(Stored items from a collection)
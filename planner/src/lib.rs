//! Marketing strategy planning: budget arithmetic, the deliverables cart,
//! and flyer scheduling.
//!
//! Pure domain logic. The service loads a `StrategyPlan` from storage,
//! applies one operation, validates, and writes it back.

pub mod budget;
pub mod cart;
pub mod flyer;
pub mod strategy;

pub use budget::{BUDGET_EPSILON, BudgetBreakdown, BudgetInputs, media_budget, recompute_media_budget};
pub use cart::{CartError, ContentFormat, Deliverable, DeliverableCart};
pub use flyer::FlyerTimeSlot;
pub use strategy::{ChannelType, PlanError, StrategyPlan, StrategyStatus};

◆ **Work task**: Restate every entry above word for word.

◆ **Response area**:
filename planner/src/lib.rs
//! Marketing strategy planning: budget arithmetic, the deliverables cart,
//! and flyer scheduling.
//!
//! Pure domain logic. The service loads a `StrategyPlan` from storage,
//! applies one operation, validates, and writes it back.

pub mod budget;
pub mod cart;
pub mod flyer;
pub mod strategy;

pub use budget::{BUDGET_EPSILON, BudgetBreakdown, BudgetInputs, media_budget, recompute_media_budget};
pub use cart::{CartError, ContentFormat, Deliverable, DeliverableCart};
pub use flyer::FlyerTimeSlot;
pub use strategy::{ChannelType, PlanError, StrategyPlan, StrategyStatus};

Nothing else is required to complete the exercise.